» Source data:
use companion_core::RngOracle;
use rand::rngs::StdRng;
use rand::{Rng, RngCore, SeedableRng};

/// [`RngOracle`] backed by `rand`'s standard generator.
pub struct StdRngOracle {
    rng: StdRng,
}

impl StdRngOracle {
    pub fn seeded(seed: u64) -> Self {
        Self {
            rng: StdRng::seed_from_u64(seed),
        }
    }

    pub fn from_entropy() -> Self {
        Self {
            rng: StdRng::from_entropy(),
        }
    }

    /// Seeded when `seed` is given, otherwise from the OS.
    pub fn new(seed: Option<u64>) -> Self {
        seed.map_or_else(Self::from_entropy, Self::seeded)
    }
}

impl RngOracle for StdRngOracle {
    fn next_u32(&mut self) -> u32 {
        self.rng.next_u32()
    }

    fn range(&mut self, min: u32, max: u32) -> u32 {
        if min >= max {
            return min;
        }
        self.rng.gen_range(min..=max)
    }
}
//! Ownership ledger: which owner hired which companion.
use std::collections::{BTreeSet, HashMap};

use companion_core::{Companion, CompanionRegistry, EntityId};
use tracing::debug;

use crate::error::{Result, RuntimeError};

#[derive(Clone, Debug, Default)]
pub struct CompanionLedger {
    owner_of: HashMap<EntityId, EntityId>,
    hired: HashMap<EntityId, BTreeSet<EntityId>>,
    despawns: Vec<EntityId>,
}

impl CompanionLedger {
    pub fn new() -> Self {
        Self::default()
    }

    pub fn register(&mut self, owner: EntityId, companion: EntityId) -> Result<()> {
        if let Some(&current) = self.owner_of.get(&companion) {
            return Err(RuntimeError::AlreadyHired {
                companion,
                owner: current,
            });
        }
        self.owner_of.insert(companion, owner);
        self.hired.entry(owner).or_default().insert(companion);
        Ok(())
    }

    pub fn owner_of(&self, companion: EntityId) -> Option<EntityId> {
        self.owner_of.get(&companion).copied()
    }

    /// Companions hired by `owner`, in id order.
    pub fn companions_of(&self, owner: EntityId) -> impl Iterator<Item = EntityId> + '_ {
        self.hired.get(&owner).into_iter().flatten().copied()
    }

    /// Companions released since the last call, in release order.
    pub fn take_despawns(&mut self) -> Vec<EntityId> {
        std::mem::take(&mut self.despawns)
    }

    fn unregister(&mut self, companion: EntityId) -> Option<EntityId> {
        let owner = self.owner_of.remove(&companion)?;
        if let Some(set) = self.hired.get_mut(&owner) {
            set.remove(&companion);
            if set.is_empty() {
                self.hired.remove(&owner);
            }
        }
        Some(owner)
    }
}

impl CompanionRegistry for CompanionLedger {
    fn companion_count(&self, owner: EntityId) -> usize {
        self.hired.get(&owner).map_or(0, BTreeSet::len)
    }

    fn dismiss(&mut self, companion: &mut Companion) -> bool {
        companion.vehicle = None;
        companion.faction = companion.template.faction;
        companion.player_controlled = false;

        let owner = self.unregister(companion.id);
        self.despawns.push(companion.id);
        debug!(companion = %companion.id, owner = ?owner, "companion released");
        owner.is_some()
    }
}
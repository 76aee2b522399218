//! In-memory collaborators for unit tests.

use std::collections::{HashMap, HashSet};

use crate::env::{
    AbilityId, AbilityInfo, AbilityOracle, CombatDriver, CompanionEnv, CompanionRegistry,
    GroupBroadcast, MovementDriver, MovementKind, UnitInfo, WorldOracle,
};
use crate::packet::PartyMemberStats;
use crate::state::{Companion, EntityId, GroupId, Position};

#[derive(Default)]
pub(crate) struct FakeWorld {
    pub units: HashMap<EntityId, UnitInfo>,
    pub groups: HashMap<GroupId, Vec<EntityId>>,
    pub blocked_sight: bool,
}

impl FakeWorld {
    pub fn add(&mut self, unit: UnitInfo) {
        if let Some(group) = unit.group {
            self.groups.entry(group).or_default().push(unit.id);
        }
        self.units.insert(unit.id, unit);
    }

    pub fn unit_mut(&mut self, id: EntityId) -> &mut UnitInfo {
        self.units.get_mut(&id).expect("unit registered")
    }
}

impl WorldOracle for FakeWorld {
    fn unit(&self, id: EntityId) -> Option<UnitInfo> {
        self.units.get(&id).cloned()
    }

    fn group_members(&self, group: GroupId) -> Vec<EntityId> {
        self.groups.get(&group).cloned().unwrap_or_default()
    }

    fn in_line_of_sight(&self, _from: &Position, _to: &Position) -> bool {
        !self.blocked_sight
    }

    fn is_friendly(&self, faction: u32, other: u32) -> bool {
        faction == other
    }
}

#[derive(Default)]
pub(crate) struct FakeAbilities {
    abilities: HashMap<AbilityId, AbilityInfo>,
}

impl FakeAbilities {
    /// Registers a rank chain given as `(id, base_level)` pairs, lowest rank first.
    pub fn with_chain(mut self, ranks: &[(u32, u8)]) -> Self {
        for (i, &(id, base_level)) in ranks.iter().enumerate() {
            self.abilities.insert(
                AbilityId(id),
                AbilityInfo {
                    id: AbilityId(id),
                    base_level,
                    next_rank: ranks.get(i + 1).map(|&(next, _)| AbilityId(next)),
                    max_range_hostile: 30.0,
                    max_range_friendly: 40.0,
                },
            );
        }
        self
    }
}

impl AbilityOracle for FakeAbilities {
    fn ability(&self, id: AbilityId) -> Option<AbilityInfo> {
        self.abilities.get(&id).cloned()
    }
}

#[derive(Clone, Debug, PartialEq)]
pub(crate) enum MoveCall {
    Follow(EntityId),
    Point(u32, Position),
    Home,
    Chase(EntityId),
    Clear,
    Stop,
}

#[derive(Default)]
pub(crate) struct FakeMovement {
    pub calls: Vec<MoveCall>,
    pub kind: MovementKind,
}

impl MovementDriver for FakeMovement {
    fn move_follow(&mut self, _companion: EntityId, leader: EntityId, _distance: f32, _angle: f32) {
        self.calls.push(MoveCall::Follow(leader));
        self.kind = MovementKind::Follow;
    }

    fn move_point(&mut self, _companion: EntityId, point_id: u32, destination: Position) {
        self.calls.push(MoveCall::Point(point_id, destination));
        self.kind = MovementKind::Point;
    }

    fn move_home(&mut self, _companion: EntityId) {
        self.calls.push(MoveCall::Home);
        self.kind = MovementKind::Home;
    }

    fn move_chase(&mut self, _companion: EntityId, target: EntityId) {
        self.calls.push(MoveCall::Chase(target));
        self.kind = MovementKind::Chase;
    }

    fn clear(&mut self, _companion: EntityId) {
        self.calls.push(MoveCall::Clear);
        self.kind = MovementKind::Idle;
    }

    fn stop(&mut self, _companion: EntityId) {
        self.calls.push(MoveCall::Stop);
    }

    fn current_kind(&self, _companion: EntityId) -> MovementKind {
        self.kind
    }
}

pub(crate) struct FakeCombat {
    pub engaged: bool,
    pub accept_engage: bool,
    pub can_start: bool,
    pub has_victim: bool,
    pub engaged_targets: Vec<EntityId>,
    pub disengages: usize,
    pub resets: usize,
    pub attacks: usize,
    pub casts: Vec<AbilityId>,
}

impl Default for FakeCombat {
    fn default() -> Self {
        Self {
            engaged: false,
            accept_engage: true,
            can_start: false,
            has_victim: false,
            engaged_targets: Vec::new(),
            disengages: 0,
            resets: 0,
            attacks: 0,
            casts: Vec::new(),
        }
    }
}

impl CombatDriver for FakeCombat {
    fn is_engaged(&self, _companion: &Companion) -> bool {
        self.engaged
    }

    fn engage(&mut self, companion: &mut Companion, target: EntityId) -> bool {
        if !self.accept_engage {
            return false;
        }
        self.engaged = true;
        self.engaged_targets.push(target);
        companion.victim = Some(target);
        true
    }

    fn disengage(&mut self, companion: &mut Companion) {
        self.engaged = false;
        self.disengages += 1;
        companion.victim = None;
    }

    fn can_start_attack(&self, _companion: &Companion, _target: &UnitInfo) -> bool {
        self.can_start
    }

    fn select_victim(&mut self, _companion: &mut Companion) -> bool {
        self.has_victim
    }

    fn attack_if_ready(&mut self, _companion: &mut Companion) {
        self.attacks += 1;
    }

    fn reset(&mut self, _companion: &mut Companion) {
        self.resets += 1;
    }

    fn on_ability_cast(&mut self, _companion: &mut Companion, ability: AbilityId) {
        self.casts.push(ability);
    }
}

#[derive(Default)]
pub(crate) struct FakeRegistry {
    pub counts: HashMap<EntityId, usize>,
    pub registered: HashSet<EntityId>,
    pub dismissals: Vec<EntityId>,
}

impl CompanionRegistry for FakeRegistry {
    fn companion_count(&self, owner: EntityId) -> usize {
        self.counts.get(&owner).copied().unwrap_or(0)
    }

    fn dismiss(&mut self, companion: &mut Companion) -> bool {
        self.dismissals.push(companion.id);
        companion.player_controlled = false;
        self.registered.remove(&companion.id)
    }
}

#[derive(Default)]
pub(crate) struct FakeBroadcast {
    pub stats: Vec<(EntityId, PartyMemberStats)>,
    pub group_updates: Vec<GroupId>,
}

impl GroupBroadcast for FakeBroadcast {
    fn send_member_stats(&mut self, recipient: EntityId, stats: &PartyMemberStats) {
        self.stats.push((recipient, stats.clone()));
    }

    fn send_group_update(&mut self, group: GroupId) {
        self.group_updates.push(group);
    }
}

/// One of each fake, borrowed together as a [`CompanionEnv`].
#[derive(Default)]
pub(crate) struct Harness {
    pub world: FakeWorld,
    pub abilities: FakeAbilities,
    pub movement: FakeMovement,
    pub combat: FakeCombat,
    pub registry: FakeRegistry,
    pub broadcast: FakeBroadcast,
}

impl Harness {
    pub fn env(&mut self) -> CompanionEnv<'_> {
        CompanionEnv::new(
            &self.world,
            &self.abilities,
            &mut self.movement,
            &mut self.combat,
            &mut self.registry,
            &mut self.broadcast,
        )
    }
}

» Task description: Scan the material above and copy every line that holds the string "Option".

» Reply to the exercise:
    pub fn new(seed: Option<u64>) -> Self {
    pub fn owner_of(&self, companion: EntityId) -> Option<EntityId> {
    fn unregister(&mut self, companion: EntityId) -> Option<EntityId> {
    fn unit(&self, id: EntityId) -> Option<UnitInfo> {
    fn ability(&self, id: AbilityId) -> Option<AbilityInfo> {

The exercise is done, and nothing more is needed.